S’exprimant sur les implications de cette décision, Joel Braunold, directeur général du Centre S. Daniel Abraham pour la paix au Moyen-Orient, a déclaré que Biden avait « mis au point un outil permettant de couper l’ensemble du mouvement des résidents d’implantations des services financiers américains ».

« Les actions couvertes par l’ordonnance comprennent la destruction, la saisie ou la dépossession de biens par des acteurs privés ainsi que des actes de violence, mais l’ordonnance permet également de frapper des entités gouvernementales qui ont été considérées comme participant à ces actions », a expliqué Braunold, en faisant référence aux municipalités des implantations.

Biden « n’a pas appuyé sur la gâchette avec cet ordre, mais il a mis en place le système permettant d’exclure toute personne considérée comme une menace pour la paix, la sécurité et la stabilité de la Cisjordanie », a poursuivi Braunold. « L’administration commence au scalpel, mais si les gens demandent où est le levier dont dispose le président, l’administration Biden vient de le créer. »

Le président américain Joe Biden et le Premier ministre israélien Benjamin Netanyahu discutant de la guerre entre Israël et le Hamas, à Tel Aviv, le 18 octobre 2023. (Crédit : Miriam Alster/Pool Photo via AP)
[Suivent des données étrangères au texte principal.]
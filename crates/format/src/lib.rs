//! On-disk format for pktfile containers
//!
//! A pktfile is a fixed-size header followed by `count` variable-length
//! packet records:
//!
//! ```text
//! Header || Packet_0 || Packet_1 || ... || Packet_{count-1}
//! ```
//!
//! This crate owns the byte-level codecs only:
//!
//! - `swap`: byte-swap primitives and the per-file [`Endian`] flag
//! - `layout`: field tables for the header and packet prefix
//! - `header`: header encode/decode and stream read/write
//! - `packet`: packet encode/decode
//! - `error`: [`CodecError`] and its [`ErrorKind`] classification
//!
//! File handling (append, indexed reads, bulk loads) lives in `pktfile-store`.

#![warn(missing_docs)]
#![warn(clippy::all)]

pub mod error;
pub mod header;
pub mod layout;
pub mod packet;
pub mod swap;

pub use error::{CodecError, ErrorKind};
pub use header::{read_header, write_header, Header, FORMAT_VERSION, MAGIC_NUMBER};
pub use layout::{FieldOrder, FieldSpec, HEADER_SIZE, PACKET_PREFIX_SIZE};
pub use packet::{decode_packet, packet_types, Packet, PacketPrefix};
pub use swap::{swap16, swap32, swap64, Endian};

//! File-backed packet store.
//!
//! A [`FileStore`] owns one open file and sequences header and packet codec
//! calls over it. The header is re-read at the start of every operation; its
//! count is the only record of how many packets exist. Records carry no
//! offsets, so locating packet `i` means walking the `i` prefixes before it
//! (unless the optional offset index already knows where it starts).
//!
//! # Append
//!
//! An append is two writes: the header with the incremented count, and the
//! packet image after the last counted record. [`AppendOrder`] picks which
//! goes first; see its docs for what each order leaves behind after a crash.

use crate::config::StoreConfig;
use crate::error::StoreError;
use crate::index::OffsetIndex;
use crate::iter::PacketIter;
use crate::mode::AppendOrder;
use crate::verify::VerifyReport;
use pktfile_format::{
    CodecError, Endian, Header, Packet, PacketPrefix, HEADER_SIZE, PACKET_PREFIX_SIZE,
};
use std::fs::{File, OpenOptions};
use std::io::{Seek, SeekFrom, Write};
use std::path::{Path, PathBuf};
use tracing::{debug, trace, warn};

/// Single-writer handle to a packet file.
///
/// Not safe to share between processes: two stores on one path race on the
/// header count with no detection.
pub struct FileStore {
    file: File,
    path: PathBuf,
    config: StoreConfig,
    index: Option<OffsetIndex>,
}

impl FileStore {
    /// Open `path` for reading and writing, creating it if absent.
    ///
    /// A newly created file is empty; write a header before appending.
    pub fn open(path: impl AsRef<Path>) -> Result<Self, StoreError> {
        Self::open_with_config(path, StoreConfig::default())
    }

    /// Open with explicit configuration.
    pub fn open_with_config(path: impl AsRef<Path>, config: StoreConfig) -> Result<Self, StoreError> {
        config.validate()?;
        let path = path.as_ref().to_path_buf();

        let file = OpenOptions::new()
            .read(true)
            .write(true)
            .create(true)
            .open(&path)?;

        debug!(
            path = %path.display(),
            durability = config.durability.description(),
            "Opened packet file"
        );
        Ok(Self::from_parts(file, path, config))
    }

    /// Create (or truncate) `path` and write an empty header.
    pub fn create(path: impl AsRef<Path>) -> Result<Self, StoreError> {
        Self::create_with_config(path, StoreConfig::default())
    }

    /// Create with explicit configuration.
    ///
    /// The header declares `config.endian_for_create()`.
    pub fn create_with_config(
        path: impl AsRef<Path>,
        config: StoreConfig,
    ) -> Result<Self, StoreError> {
        config.validate()?;
        let path = path.as_ref().to_path_buf();

        let file = OpenOptions::new()
            .read(true)
            .write(true)
            .create(true)
            .truncate(true)
            .open(&path)?;

        let endian = config.endian_for_create();
        let mut store = Self::from_parts(file, path, config);
        store.write_header(&Header::with_endian(endian))?;

        debug!(path = %store.path.display(), ?endian, "Created packet file");
        Ok(store)
    }

    fn from_parts(file: File, path: PathBuf, config: StoreConfig) -> Self {
        let index = config.index_offsets.then(OffsetIndex::new);
        FileStore {
            file,
            path,
            config,
            index,
        }
    }

    /// Flush outstanding writes and release the file.
    pub fn close(mut self) -> Result<(), StoreError> {
        self.file.flush()?;
        self.sync()?;
        debug!(path = %self.path.display(), "Closed packet file");
        Ok(())
    }

    /// Path this store was opened with.
    pub fn path(&self) -> &Path {
        &self.path
    }

    /// Active configuration.
    pub fn config(&self) -> &StoreConfig {
        &self.config
    }

    // ========================================================================
    // Header
    // ========================================================================

    /// Write `header` at offset 0.
    ///
    /// Existing packet bytes are left in place; cached offsets are dropped.
    pub fn write_header(&mut self, header: &Header) -> Result<(), StoreError> {
        self.write_header_durable(header)?;
        if let Some(index) = self.index.as_mut() {
            index.clear();
        }
        Ok(())
    }

    /// Read and validate the header.
    pub fn read_header(&mut self) -> Result<Header, StoreError> {
        let header = pktfile_format::read_header(&mut self.file)?;
        if let Some(index) = self.index.as_mut() {
            index.truncate(u64::from(header.count));
        }
        Ok(header)
    }

    /// Number of packets according to the header.
    pub fn len(&mut self) -> Result<u64, StoreError> {
        Ok(u64::from(self.read_header()?.count))
    }

    /// Whether the header count is zero.
    pub fn is_empty(&mut self) -> Result<bool, StoreError> {
        Ok(self.len()? == 0)
    }

    // ========================================================================
    // Append
    // ========================================================================

    /// Append one packet and return its index.
    ///
    /// Fails without writing anything if the header is missing or invalid,
    /// the count would overflow, or the payload exceeds `max_packet_len`.
    pub fn append(&mut self, packet: &Packet) -> Result<u64, StoreError> {
        self.check_packet_len(packet.len() as u64)?;

        let mut header = self.read_header()?;
        let packet_index = u64::from(header.count);
        header.increment()?;
        let image = packet.encode(header.endian)?;

        let start = match self.config.append_order {
            AppendOrder::HeaderFirst => {
                self.write_header_durable(&header)?;
                self.write_image(SeekFrom::End(0), &image)?
            }
            AppendOrder::PacketFirst => {
                let start = self.records_end(packet_index, header.endian)?;
                self.write_image(SeekFrom::Start(start), &image)?;
                self.write_header_durable(&header)?;
                start
            }
        };

        if let Some(index) = self.index.as_mut() {
            index.record_append(packet_index, start, start + image.len() as u64);
        }

        debug!(
            index = packet_index,
            offset = start,
            length = packet.len(),
            "Appended packet"
        );
        Ok(packet_index)
    }

    fn write_header_durable(&mut self, header: &Header) -> Result<(), StoreError> {
        pktfile_format::write_header(&mut self.file, header)?;
        self.sync()
    }

    /// End of the last counted record.
    ///
    /// Bytes past it were never covered by the count (an append interrupted
    /// before its header write) and are cut off so the next record lands
    /// where the count says it is.
    fn records_end(&mut self, count: u64, endian: Endian) -> Result<u64, StoreError> {
        let file_len = self.file_len()?;
        let end = self.locate(count, endian, file_len)?;
        if file_len > end {
            warn!(
                path = %self.path.display(),
                count,
                dropped = file_len - end,
                "Discarding bytes past the last counted packet"
            );
            self.file.set_len(end)?;
        }
        Ok(end)
    }

    /// Write `image` at `pos`, returning where it starts.
    fn write_image(&mut self, pos: SeekFrom, image: &[u8]) -> Result<u64, StoreError> {
        let start = self.file.seek(pos)?;
        self.file.write_all(image)?;
        self.file.flush()?;
        self.sync()?;
        Ok(start)
    }

    fn sync(&mut self) -> Result<(), StoreError> {
        if self.config.durability.requires_immediate_fsync() {
            self.file.sync_data()?;
        }
        Ok(())
    }

    // ========================================================================
    // Reads
    // ========================================================================

    /// Read the packet at `index`.
    ///
    /// Fails `NotFound` when `index` is at or past the header count.
    pub fn read_at(&mut self, index: u64) -> Result<Packet, StoreError> {
        let header = self.read_header()?;
        if index >= u64::from(header.count) {
            return Err(CodecError::NotFound {
                index,
                count: header.count,
            }
            .into());
        }

        let file_len = self.file_len()?;
        let offset = self.locate(index, header.endian, file_len)?;
        let (packet, _) = self.decode_at(index, offset, header.endian, file_len)?;
        Ok(packet)
    }

    /// Read the first packet.
    pub fn read_first(&mut self) -> Result<Packet, StoreError> {
        self.read_at(0)
    }

    /// Read every packet in order.
    ///
    /// Either all `count` packets are returned or an error is; a failure
    /// partway through discards what was already decoded.
    pub fn read_all(&mut self) -> Result<Vec<Packet>, StoreError> {
        let header = self.read_header()?;
        let count = u64::from(header.count);
        let file_len = self.file_len()?;

        // A corrupt count must not size the allocation on its own.
        let fits = file_len.saturating_sub(HEADER_SIZE as u64) / PACKET_PREFIX_SIZE as u64;
        let mut packets = Vec::with_capacity(count.min(fits) as usize);

        let mut offset = HEADER_SIZE as u64;
        for i in 0..count {
            let (packet, end) = self.decode_at(i, offset, header.endian, file_len)?;
            packets.push(packet);
            offset = end;
        }

        trace!(count, bytes = offset, "Read all packets");
        Ok(packets)
    }

    /// Stream packets in order without loading them all at once.
    ///
    /// The count is taken from the header when the iterator is created.
    pub fn iter(&mut self) -> Result<PacketIter<'_>, StoreError> {
        let header = self.read_header()?;
        let file_len = self.file_len()?;
        Ok(PacketIter::new(self, header, file_len))
    }

    /// Scan the whole file and compare what is there with the header count.
    ///
    /// Read-only: nothing is repaired.
    pub fn verify(&mut self) -> Result<VerifyReport, StoreError> {
        let header = self.read_header()?;
        let file_len = self.file_len()?;

        let mut records_found = 0u64;
        let mut offset = HEADER_SIZE as u64;
        while offset < file_len {
            self.file.seek(SeekFrom::Start(offset))?;
            let prefix = match PacketPrefix::decode(&mut self.file, header.endian) {
                Ok(prefix) => prefix,
                Err(e) if e.is_truncated() => break,
                Err(e) => return Err(e.into()),
            };
            let end = offset + prefix.encoded_len();
            if end > file_len || self.check_packet_len(u64::from(prefix.length)).is_err() {
                break;
            }
            records_found += 1;
            offset = end;
        }

        let report = VerifyReport {
            count: header.count,
            records_found,
            valid_end: offset,
            file_len,
        };

        if !report.is_consistent() {
            warn!(
                path = %self.path.display(),
                count = report.count,
                records_found = report.records_found,
                trailing_bytes = report.trailing_bytes(),
                "Packet file does not match its header"
            );
        }
        Ok(report)
    }

    // ========================================================================
    // Record walking
    // ========================================================================

    /// Byte offset where packet `target` starts.
    fn locate(&mut self, target: u64, endian: Endian, file_len: u64) -> Result<u64, StoreError> {
        let (mut i, mut offset) = match &self.index {
            Some(index) => index.nearest(target),
            None => (0, HEADER_SIZE as u64),
        };

        while i < target {
            let prefix = self.prefix_at(i, offset, endian)?;
            let end = offset + prefix.encoded_len();
            if end > file_len {
                return Err(truncated(i, offset, &prefix, file_len));
            }
            trace!(index = i, offset, length = prefix.length, "Skipped packet");
            self.learn(i, end);
            offset = end;
            i += 1;
        }
        Ok(offset)
    }

    /// Decode packet `i` starting at `offset`. Returns it with its end offset.
    pub(crate) fn decode_at(
        &mut self,
        i: u64,
        offset: u64,
        endian: Endian,
        file_len: u64,
    ) -> Result<(Packet, u64), StoreError> {
        let prefix = self.prefix_at(i, offset, endian)?;
        let end = offset + prefix.encoded_len();
        if end > file_len {
            return Err(truncated(i, offset, &prefix, file_len));
        }

        let packet = prefix
            .read_payload(&mut self.file)
            .map_err(|e| e.at_index(i))?;
        self.learn(i, end);
        Ok((packet, end))
    }

    fn prefix_at(&mut self, i: u64, offset: u64, endian: Endian) -> Result<PacketPrefix, StoreError> {
        self.file.seek(SeekFrom::Start(offset))?;
        let prefix = match PacketPrefix::decode(&mut self.file, endian) {
            Ok(prefix) => prefix,
            Err(e) => {
                if e.is_truncated() {
                    warn!(index = i, offset, "Packet prefix truncated");
                }
                return Err(e.at_index(i).into());
            }
        };
        self.check_packet_len(u64::from(prefix.length))?;
        Ok(prefix)
    }

    fn learn(&mut self, i: u64, end: u64) {
        if let Some(index) = self.index.as_mut() {
            index.record_end(i, end);
        }
    }

    fn check_packet_len(&self, length: u64) -> Result<(), CodecError> {
        match self.config.max_packet_len {
            Some(max) if length > u64::from(max) => Err(CodecError::PacketTooLarge {
                length,
                max: u64::from(max),
            }),
            _ => Ok(()),
        }
    }

    fn file_len(&self) -> Result<u64, StoreError> {
        Ok(self.file.metadata()?.len())
    }
}

impl std::fmt::Debug for FileStore {
    fn fmt(&self, f: &mut std::fmt::Formatter<'_>) -> std::fmt::Result {
        f.debug_struct("FileStore")
            .field("path", &self.path)
            .field("config", &self.config)
            .finish()
    }
}

/// Error for a record whose payload runs past end of file.
fn truncated(i: u64, offset: u64, prefix: &PacketPrefix, file_len: u64) -> StoreError {
    let available = file_len.saturating_sub(offset + PACKET_PREFIX_SIZE as u64);
    warn!(
        index = i,
        offset,
        expected = prefix.length,
        available,
        "Packet payload truncated"
    );
    CodecError::Truncated {
        index: Some(i),
        expected: u64::from(prefix.length),
        actual: available,
    }
    .into()
}
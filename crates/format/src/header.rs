//! File header codec.
//!
//! The header is the first [`HEADER_SIZE`] bytes of every file. It identifies
//! the format, declares the byte order of the rest of the file, and holds the
//! authoritative packet count.
//!
//! The byte order is not stored as its own field. The magic is always
//! big-endian, so it can be checked before anything else is known; the
//! version field is then written in the declared order, and since only one
//! version exists, whichever order makes it read as `1` is the file's order.

use crate::error::CodecError;
use crate::layout::{header as field, HEADER_SIZE};
use crate::swap::{swap32, Endian};
use byteorder::{BigEndian, ByteOrder, NativeEndian};
use std::io::{Read, Seek, SeekFrom, Write};

/// Format identifier, `"PKT\0"` read as a big-endian integer.
pub const MAGIC_NUMBER: u32 = 0x504B_5400;

/// Current format version.
pub const FORMAT_VERSION: u32 = 1;

/// Decoded file header, all fields in host order.
#[derive(Debug, Clone, Copy, PartialEq, Eq)]
pub struct Header {
    /// Always [`MAGIC_NUMBER`] once decoded
    pub magic: u32,
    /// Format version
    pub version: u32,
    /// Byte order of every field except `magic`
    pub endian: Endian,
    /// Padding, written as zero and ignored on read
    pub reserved: u16,
    /// Number of packets in the file
    pub count: u32,
}

impl Default for Header {
    fn default() -> Self {
        Self::new()
    }
}

impl Header {
    /// Create an empty header in the host's byte order.
    pub fn new() -> Self {
        Self::with_endian(Endian::native())
    }

    /// Create an empty header declaring the given byte order.
    pub fn with_endian(endian: Endian) -> Self {
        Header {
            magic: MAGIC_NUMBER,
            version: FORMAT_VERSION,
            endian,
            reserved: 0,
            count: 0,
        }
    }

    /// Bump the packet count, failing when it would wrap.
    pub fn increment(&mut self) -> Result<u32, CodecError> {
        self.count = self
            .count
            .checked_add(1)
            .ok_or(CodecError::CountOverflow { count: self.count })?;
        Ok(self.count)
    }

    /// Serialize to the on-disk image.
    pub fn to_bytes(&self) -> [u8; HEADER_SIZE] {
        let mut buf = [0u8; HEADER_SIZE];
        BigEndian::write_u32(&mut buf[field::MAGIC.range()], self.magic);
        NativeEndian::write_u32(
            &mut buf[field::VERSION.range()],
            self.endian.normalize32(self.version),
        );
        // reserved stays zero
        NativeEndian::write_u32(
            &mut buf[field::COUNT.range()],
            self.endian.normalize32(self.count),
        );
        buf
    }

    /// Parse an on-disk image.
    pub fn from_bytes(data: &[u8]) -> Result<Self, CodecError> {
        if data.len() < HEADER_SIZE {
            return Err(CodecError::HeaderTooShort { actual: data.len() });
        }

        let magic = BigEndian::read_u32(&data[field::MAGIC.range()]);
        if magic != MAGIC_NUMBER {
            return Err(CodecError::BadMagic { found: magic });
        }

        let raw_version = NativeEndian::read_u32(&data[field::VERSION.range()]);
        let endian = detect_endian(raw_version)?;
        let raw_count = NativeEndian::read_u32(&data[field::COUNT.range()]);

        Ok(Header {
            magic,
            version: endian.normalize32(raw_version),
            endian,
            reserved: 0,
            count: endian.normalize32(raw_count),
        })
    }
}

/// Recover the declared byte order from the raw version field.
fn detect_endian(raw_version: u32) -> Result<Endian, CodecError> {
    let native = Endian::native();
    if raw_version == FORMAT_VERSION {
        Ok(native)
    } else if swap32(raw_version) == FORMAT_VERSION {
        Ok(native.opposite())
    } else {
        Err(CodecError::UnsupportedVersion { raw: raw_version })
    }
}

/// Write `header` at offset 0 and flush.
pub fn write_header<W: Write + Seek>(stream: &mut W, header: &Header) -> Result<(), CodecError> {
    stream.seek(SeekFrom::Start(0))?;
    stream.write_all(&header.to_bytes())?;
    stream.flush()?;
    Ok(())
}

/// Read and validate the header at offset 0.
///
/// Leaves the stream positioned just past the header.
pub fn read_header<R: Read + Seek>(stream: &mut R) -> Result<Header, CodecError> {
    stream.seek(SeekFrom::Start(0))?;
    let mut buf = Vec::with_capacity(HEADER_SIZE);
    stream.by_ref().take(HEADER_SIZE as u64).read_to_end(&mut buf)?;
    if buf.len() < HEADER_SIZE {
        return Err(CodecError::HeaderTooShort { actual: buf.len() });
    }
    Header::from_bytes(&buf)
}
L’ordonnance de jeudi ne couvre pas les citoyens américains, qui constituent une part importante des résidents d’implantations israéliens. Le président démocrate de la commission des Affaires étrangères du Sénat américain, Ben Cardin, a demandé à la Maison Blanche de prendre des mesures à l’encontre de cette catégorie de personnes impliquées dans des actes de violence à l’encontre des Palestiniens.

Le haut fonctionnaire américain a déclaré que les informations selon lesquelles l’administration avait envisagé de prendre des sanctions contre les ministres israéliens d’extrême-droite Smotrich et Itamar Ben Gvir étaient « tout simplement erronées » et a ajouté que Washington avait informé Jérusalem en amont de l’annonce de jeudi.